Granted, there are certainly Latinas that are maids, or speak Spanish as their first language. However, by making these stereotypes the dominant discourse of Latina personhood, the media fails to authentically represent all Latinas – a group of people that represents a wide range of experiences, body types, skin tones, nationalities, occupations, and language backgrounds that goes far beyond the limits of the media’s stereotypical mold. It is essential to move the perception of Latinas away from a contrived narrative that is rooted in oppressive ideology, and towards an inclusive, honest, and empowering portrayal of Latinas in the media.

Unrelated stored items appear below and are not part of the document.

use anyhow::{Context, Result};
use clap::Args;
use salesops_pipeline::PipelineConfig;
use std::fs;
use std::path::{Path, PathBuf};
use tracing_subscriber::EnvFilter;

/// Flags that win over the config file and `SALESOPS_*` variables.
#[derive(Args, Debug, Default, Clone)]
pub struct ConfigOverrides {
    /// SQLite database holding the stream, registry and run history
    #[arg(long, global = true)]
    pub db: Option<PathBuf>,
    /// Advisory lock file shared by every process using the same database
    #[arg(long, global = true)]
    pub lock_path: Option<PathBuf>,
    /// Minimum MAE improvement (percent) required to promote a candidate
    #[arg(long, global = true)]
    pub promotion_threshold: Option<f64>,
    /// External trainer run through `bash -lc`
    #[arg(long, global = true)]
    pub trainer_command: Option<String>,
    #[arg(long, global = true)]
    pub trainer_timeout_secs: Option<u64>,
    #[arg(long, global = true)]
    pub poll_interval_secs: Option<u64>,
}

impl ConfigOverrides {
    fn apply(&self, config: &mut PipelineConfig) {
        if let Some(db) = &self.db {
            config.db_path = db.clone();
        }
        if let Some(lock_path) = &self.lock_path {
            config.lock_path = Some(lock_path.clone());
        }
        if let Some(threshold) = self.promotion_threshold {
            config.promotion_threshold_pct = threshold;
        }
        if let Some(command) = &self.trainer_command {
            if !command.trim().is_empty() {
                config.trainer_command = Some(command.clone());
            }
        }
        if let Some(secs) = self.trainer_timeout_secs {
            config.trainer_timeout_secs = secs;
        }
        if let Some(secs) = self.poll_interval_secs {
            config.poll_interval_secs = secs;
        }
    }
}

/// Defaults, then the YAML file, then the environment, then flags.
pub fn load_config<F>(
    file: Option<&Path>,
    overrides: &ConfigOverrides,
    env_lookup: F,
) -> Result<PipelineConfig>
where
    F: Fn(&str) -> Option<String>,
{
    let mut config = match file {
        Some(path) => read_config_file(path)?,
        None => PipelineConfig::default(),
    };
    config
        .apply_env(env_lookup)
        .context("Invalid SALESOPS_* environment")?;
    overrides.apply(&mut config);
    config.validate().context("Invalid pipeline configuration")?;
    Ok(config)
}

fn read_config_file(path: &Path) -> Result<PipelineConfig> {
    let contents = fs::read_to_string(path)
        .with_context(|| format!("Failed to read config file {}", path.display()))?;
    if contents.trim().is_empty() {
        return Ok(PipelineConfig::default());
    }
    serde_yaml::from_str(&contents)
        .with_context(|| format!("Failed to parse config file {}", path.display()))
}

/// Logs go to stderr; stdout carries the JSON results.
pub fn init_logging(debug: bool) {
    let level = if debug {
        "debug".to_string()
    } else if let Ok(level) = std::env::var("SALESOPS_LOG_LEVEL") {
        level
    } else {
        "info".to_string()
    };

    let filter = EnvFilter::try_from_default_env().unwrap_or_else(|_| EnvFilter::new(level));
    let subscriber = tracing_subscriber::fmt()
        .with_env_filter(filter)
        .with_writer(std::io::stderr)
        .finish();
    let _ = tracing::subscriber::set_global_default(subscriber);
}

We have all met her, or perhaps we haven’t: the Latina. She is thin, she is curvy, she is somewhere right in between, she is every skin tone, and all the others in between, all at once. Her hair shines like silk. She laughs explosively, like dinner plates shattering on the kitchen tile. She wants to be a singer, sí, como Selena, mamá. She speaks English. She does not. She is a mother. She is not. She still lives in Colombia but she will visit when she can, she promises. Her hands are always soft from making empanada dough. She is taking night classes. She is the CEO of her own company. She took care of your nephew that one time. Or maybe she didn’t. Maybe that was someone else. But she is kind. She is brave. She is empowering. She has a fire behind her eyes, like embers igniting. She is writing her own screenplay. Something about the first Latina President, she says.
Smith, Stacy L., Marc Choueiti, and Katherine Pieper. Inclusion or Invisibility? Comprehensive Annenberg Report on Diversity in Entertainment. Rep. USC Institute for Diversity and Empowerment at Annenberg, 22 Feb. 2016. Web. 9 Apr. 2018.